Prospettive assistenziali, n. 113, gennaio-marzo 1996

 

 

ABBIAMO ADOTTATO UN BAMBINO CON UN GRAVE HANDICAP

ANGELA E MAURIZIO LIBERTI

 

 

 «Quando si aspetta qualcosa ci si pongono mille interrogativi, si fanno mille ipotesi, si cerca di prendere in considerazione tutto, poi, magari, capita l'unica cosa a cui non si era pensato».

C'è scritto così nel diario che tenevamo all'ini­zio del nostro cammino di genitori adottivi. Ave­vamo appena presentato la domanda e scrive­vamo su un quaderno tutto quello che ci passa­va per la testa riguardo a questa nuova, partico­lare esperienza che avevamo deciso di vivere. Certo mai avremmo pensato di essere così pro­feti.

Ma andiamo con ordine. Appena avviata la procedura per l'adozione cominciammo a rac­cogliere tutte le informazioni possibili su questa realtà. Attraverso il contatto con le associazioni presenti nella nostra città e la lettura di tutti i libri che esse ci consigliavano ci rendemmo presto conto che in Italia i bimbi adottabili erano pochi e che gran parte di essi, allora come oggi, erano grandicelli o portatori di handicap.

I mesi che seguirono, durante i quali ebbero inizio i colloqui con la psicologa e l'assistente sociale per ottenere l'idoneità all'adozione, li tra­scorremmo a cercare di chiarirci le idee e a consultarci con parenti e amici allo scopo di ca­pire cosa veramente potevamo offrire ad un bambino e fino a che punto saremmo stati ca­paci di farci carico di eventuali problemi.

Man mano che l'istruttoria procedeva matu­rammo la nostra disponibilità ad accogliere bim­bi non neonati e anche portatori di handicap fi­sici, a patto che si trattasse di problemi che fos­simo in grado di gestire con le energie di cui di­sponevamo, senza che la nostra esistenza ne ri­sultasse sconvolta.
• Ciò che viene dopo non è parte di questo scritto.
//! Request ID propagation and per-request tracing span.

use axum::{
    body::Body,
    http::{header::HeaderName, Extensions, HeaderValue, Request},
    middleware::Next,
    response::Response,
};
use tracing::Instrument;
use uuid::Uuid;

/// Header name for request ID.
pub const REQUEST_ID_HEADER: &str = "X-Request-ID";

/// Longest client-supplied request ID that is echoed back.
const MAX_REQUEST_ID_LEN: usize = 128;

/// Request ID stored in request extensions.
#[derive(Debug, Clone)]
pub struct RequestId(pub String);

/// Reuses a sane client-supplied `X-Request-ID` or generates a UUID, runs
/// the request inside a span carrying it, logs completion and echoes the id
/// on the response.
pub async fn trace_id(mut req: Request<Body>, next: Next) -> Response {
    let request_id = req
        .headers()
        .get(REQUEST_ID_HEADER)
        .and_then(|v| v.to_str().ok())
        .filter(|s| !s.is_empty() && s.len() <= MAX_REQUEST_ID_LEN)
        .map(str::to_string)
        .unwrap_or_else(|| Uuid::new_v4().to_string());

    req.extensions_mut().insert(RequestId(request_id.clone()));

    let span = tracing::info_span!(
        "request",
        request_id = %request_id,
        method = %req.method(),
        path = %req.uri().path(),
    );

    async move {
        let start = std::time::Instant::now();
        let mut response = next.run(req).await;

        tracing::info!(
            status = response.status().as_u16(),
            duration_ms = start.elapsed().as_millis() as u64,
            "Request completed"
        );

        if let Ok(header_value) = HeaderValue::from_str(&request_id) {
            response
                .headers_mut()
                .insert(HeaderName::from_static("x-request-id"), header_value);
        }
        response
    }
    .instrument(span)
    .await
}

/// Request ID for log lines emitted outside the request span.
pub fn get_request_id(extensions: &Extensions) -> String {
    extensions
        .get::<RequestId>()
        .map(|r| r.0.clone())
        .unwrap_or_else(|| "unknown".to_string())
}
//! Language entity (database row mapping).

use chrono::{DateTime, Utc};
use domain::models::TextDirection;
use sqlx::FromRow;
use uuid::Uuid;

/// Database row mapping for the languages table.
///
/// `direction` is constrained to `ltr`/`rtl` by a CHECK.
#[derive(Debug, Clone, FromRow)]
pub struct LanguageEntity {
    pub id: Uuid,
    pub code: String,
    pub name: String,
    pub native_name: Option<String>,
    pub direction: String,
    pub is_active: bool,
    pub sort_order: i32,
    pub created_at: DateTime<Utc>,
}

impl From<LanguageEntity> for domain::models::Language {
    fn from(entity: LanguageEntity) -> Self {
        Self {
            id: entity.id,
            code: entity.code,
            name: entity.name,
            native_name: entity.native_name,
            direction: TextDirection::parse(&entity.direction).unwrap_or_default(),
            is_active: entity.is_active,
            sort_order: entity.sort_order,
            created_at: entity.created_at,
        }
    }
}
Strada facendo l'adozione internazionale assunse ai nostri occhi un'impor­tanza secondaria: ci rendevamo conto ogni giorno di più (e questo era anche il parere dei nostri interlocutori) che se davvero fossimo stati disposti ad accogliere un bimbo grandicello o portatore di qualche deficit, le probabilità dì adottare un bimbo italiano erano certamente più consistenti.

Così fu. Appena due mesi dopo aver ottenuto l'idoneità all'adozione, l'ANFAA - Associazione nazionale famiglie adottive e affidatarie, ci con­tattò per segnalarci un caso di difficile soluzio­ne: un bimbo neonato portatore di handicap per il quale il Tribunale per i minorenni, esaurita la propria lista di attesa senza trovare una famiglia disposta ad accoglierlo, si era rivolto all'asso­ciazione, chiedendole di cercare una famiglia per quel bambino, altrimenti destinato al ricove­ro in istituto. Chiedemmo di quale handicap si trattasse: "Acondroplasia" ci risposero, vale a dire una forma piuttosto rara di nanismo.

La nostra involontaria profezia si avverava! Mesi prima, quando insieme cercavamo di cal­colare quali handicap saremmo stati in grado di fronteggiare, avevamo infatti immaginato una lunga serie di situazioni possibili, ma la bassa statura proprio non ci era venuta in mente!

Spiazzati da questa proposta, oltremodo in­certi sulla nostra capacità di offrire risposte adeguate ad un handicap di cui nulla sapevamo e col quale mai eravamo venuti a contatto, cer­cammo per giorni e giorni, prima di vedere il bambino, di chiarirci le idee, parlandone per ore fra noi, tornando a consultarci con amici e parenti, chiedendo consiglio agli operatori del­I'ANFAA, che nel frattempo avevamo cominciato a frequentare con regolarità.

E al centro dei nostri discorsi stava soprattut­to un concetto: l'handicap, con la sua gestione, i problemi che avrebbe comportato e la loro solu­zione. Alla fine, dopo tante ipotesi, non restava che una cosa da fare: vedere il bambino. An­dammo a trovarlo nel gruppo-appartamento in cui era stato temporaneamente ricoverato. Lo prendemmo in braccio, provammo a cullarlo un po', con tutta la goffaggine e l'impaccio di chi non ha mai avuto da cullare neanche fratellini più piccoli, e ci rendemmo conto che quello che stavamo coccolando non era "un handicap": era un bambino. Per giorni e giorni avevamo ragio­nato sui problemi da affrontare, sulla nostra ca­pacità di gestire "l'handicap", ora ci trovavamo di fronte niente altro che un bambino, che aveva bisogno di due genitori.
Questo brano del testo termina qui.